In addition to using an EHR connection, many software products can communicate with the payer through its portal or by fax or phone, while still automating other parts of the process.

The software’s first step is to decide whether prior authorization is needed. This requires having an updated list of the rules that each payer uses for prior authorization. Manually keeping track of payer rules is very time-consuming, but automation uses bots to visit each payer site to look for rules changes. One vendor, Infinitus, uses a voice-based bot called Eva that calls up each payer and speaks with a representative.

“Automatically updating payer rules is not a new technology,” said YiDing Yu, MD, chief product officer at Olive, the automation vendor for New England Baptist. “What is new in the last 5 years is extracting the information needed for the prior authorization out of the clinical notes.”

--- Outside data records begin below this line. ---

#[async_trait::async_trait]
impl RemoteBackend for HttpBackend {
    async fn list_remote(
        &self,
        request: &RemoteListRequest,
    ) -> Result<Vec<RemoteEntry>, BackendError> {
        let endpoint = format!("{}/list-files", request.connection.protocol);
        let body = WireRemoteRequest::new(&request.connection, &request.path);
        let files: WireRemoteFiles = self
            .send_json(self.client.post(self.url(&endpoint)).json(&body))
            .await?;
        Ok(files
            .files
            .into_iter()
            .map(|f| RemoteEntry {
                is_directory: f.kind.eq_ignore_ascii_case("directory"),
                name: f.name,
                size: f.size,
                modified_time: f.modified_time,
                selected: false,
            })
            .collect())
    }

    async fn download_remote(&self, request: &RemoteDownloadRequest) -> Result<(), BackendError> {
        let endpoint = format!("{}/download", request.connection.protocol);
        let body = WireRemoteRequest {
            local_path: Some(request.local_path.as_str()),
            local_user_id: Some(&request.local_user),
            ..WireRemoteRequest::new(&request.connection, &request.path)
        };
        self.send(self.client.post(self.url(&endpoint)).json(&body))
            .await?;
        Ok(())
    }
}

#[async_trait::async_trait]
impl SessionBackend for HttpBackend {
    async fn list_sessions(&self, username: &str) -> Result<Vec<UploadSession>, BackendError> {
        let sessions: WireSessions = self
            .send_json(self.client.get(self.url(&format!("sessions/{username}"))))
            .await?;
        sessions
            .sessions
            .into_iter()
            .map(WireSession::into_session)
            .collect()
    }

    async fn cancel_session(&self, id: &str) -> Result<(), BackendError> {
        self.send(self.client.post(self.url(&format!("sessions/{id}/cancel"))))
            .await?;
        Ok(())
    }

    async fn delete_session(&self, id: &str) -> Result<(), BackendError> {
        self.send(self.client.delete(self.url(&format!("sessions/{id}"))))
            .await?;
        Ok(())
    }
}

#[cfg(test)]
mod tests {
    use super::*;

    #[test]
    fn listing_item_maps_to_entry() {
        let listing: WireListing = serde_json::from_value(serde_json::json!({
            "items": [{
                "name": "notes.txt",
                "is_file": true,
                "is_dir": false,
                "size": 1536,
                "owner": "alice",
                "group": "staff",
                "date_created": 1700000000.5,
                "date_modified": 1700000123.9,
                "permissions": "644"
            }],
            "current_path": "/home/alice/"
        }))
        .unwrap();
        let entry = listing.items.into_iter().next().unwrap().into_entry();
        assert_eq!(entry.name, "notes.txt");
        assert!(!entry.is_directory);
        assert_eq!(entry.modified_at, 1_700_000_123);
        assert_eq!(entry.permission_string(), "-rw-r--r--");
        assert!(!entry.selected);
    }

    #[test]
    fn session_wire_format() {
        let wire: WireSessions = serde_json::from_value(serde_json::json!({
            "sessions": [
                {
                    "session_id": 17,
                    "type": "SFTP Upload",
                    "status": "Processing",
                    "details": "copying",
                    "progress": 42.6,
                    "started_at": "2024-05-20 17:05:24",
                    "completed_at": null
                },
                {
                    "session_id": "abc",
                    "type": "Link Upload",
                    "status": "completed",
                    "progress": 100,
                    "started_at": "2024-05-20 17:00:00",
                    "completed_at": "2024-05-20 17:01:00"
                }
            ]
        }))
        .unwrap();
        let sessions: Vec<UploadSession> = wire
            .sessions
            .into_iter()
            .map(|s| s.into_session().unwrap())
            .collect();
        assert_eq!(sessions[0].id, "17");
        assert_eq!(sessions[0].kind, SessionKind::FtpTransfer);
        assert_eq!(sessions[0].status, SessionStatus::InProgress);
        assert_eq!(sessions[0].progress_percent, 43);
        assert!(sessions[0].completed_at.is_none());
        assert_eq!(sessions[1].status, SessionStatus::Completed);
        assert_eq!(sessions[1].detail_text, "");
    }

    #[test]
    fn unknown_session_status_is_a_decode_error() {
        let wire: WireSession = serde_json::from_value(serde_json::json!({
            "session_id": "x",
            "type": "Link Upload",
            "status": "teleporting"
        }))
        .unwrap();
        assert!(matches!(wire.into_session(), Err(BackendError::Decode(_))));
    }

    #[test]
    fn remote_request_body() {
        let connection = crate::remote::RemoteConnection::new(
            crate::remote::RemoteProtocol::Ftp,
            "ftp.example",
            "bob",
            "pw",
        );
        let path = RemotePath::normalize("/pub").unwrap();
        let local = RemotePath::normalize("/home/alice").unwrap();
        let body = serde_json::to_value(WireRemoteRequest {
            local_path: Some(local.as_str()),
            local_user_id: Some("alice"),
            ..WireRemoteRequest::new(&connection, &path)
        })
        .unwrap();
        assert_eq!(body["protocol"], "FTP");
        assert_eq!(body["port"], 21);
        assert_eq!(body["path"], "/pub");
        assert_eq!(body["local_user_id"], "alice");

        let list = serde_json::to_value(WireRemoteRequest::new(&connection, &path)).unwrap();
        assert!(list.get("local_path").is_none());
    }

    #[test]
    fn error_detail_prefers_json_detail() {
        assert_eq!(error_detail(r#"{"detail":"Directory not found"}"#), "Directory not found");
        assert_eq!(error_detail("  plain text "), "plain text");
    }

    #[test]
    fn root_is_sent_as_home() {
        assert_eq!(wire_path(&RemotePath::root()), "");
        assert_eq!(wire_path(&RemotePath::normalize("/a").unwrap()), "/a");
    }

    #[test]
    fn url_joins_without_double_slash() {
        let config = ClientConfig {
            base_url: "http://localhost:8009/".into(),
            ..ClientConfig::default()
        };
        let backend = HttpBackend::new(&config).unwrap();
        assert_eq!(backend.url("/login"), "http://localhost:8009/login");
        assert_eq!(backend.url("sessions/alice"), "http://localhost:8009/sessions/alice");
    }
}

This is challenging because each doctor has different ways to describe each step of clinical work. To identify this shorthand, Dr. Yu said Olive uses natural language processing, which is a form of artificial intelligence that learns how each doctor describes things.

Dr. Yu asserts that Olive is actually better than a practice’s staff at digging out clinical information. She said staff without much clinical training may miss terms that the software can catch, and they don’t have the time to go back many months into the record to find valuable information. But automation can do that.

In some instances, however, the software may not be able to find the information, in which case it alerts staff through a prompt in the EHR and the information is retrieved manually, Dr. Yu said.

Next, the Olive software puts the information it found into the request form and sends it to the payer. After submission, the software constantly checks on the status of each request, again visiting payer sites with a bot.

At New England Baptist, the software is used mainly by physicians in fairly small private practices who are on staff. They are using the software on the hospital’s dime, but it only works inside the hospital, Ms. Hadzhieva said. For their work outside of the hospital, they would have to purchase the Olive software on their own, she said.
 

Automation hasn’t spread to practices yet

Despite the promising outcomes for products like Olive, automation software is still primarily used by large organizations. Vendors say very few private practices have bought it yet. “The technology works, but it is still in the early-adopter phase,” Dr. Yu said.

For one thing, the software can be expensive. Very few vendors reveal their prices, but Dr. Yu did so. She said Olive normally costs about $50,000 a year for even a small organization. She insisted, however, that the savings from avoiding just one denial each month for a hip surgery would justify the expense.

On the other hand, some automation software is free, such as the Surescripts product for prior authorization of prescriptions. But it is unclear whether Surescripts does as much as Olive. Vendors’ descriptions of their products tend to be vague.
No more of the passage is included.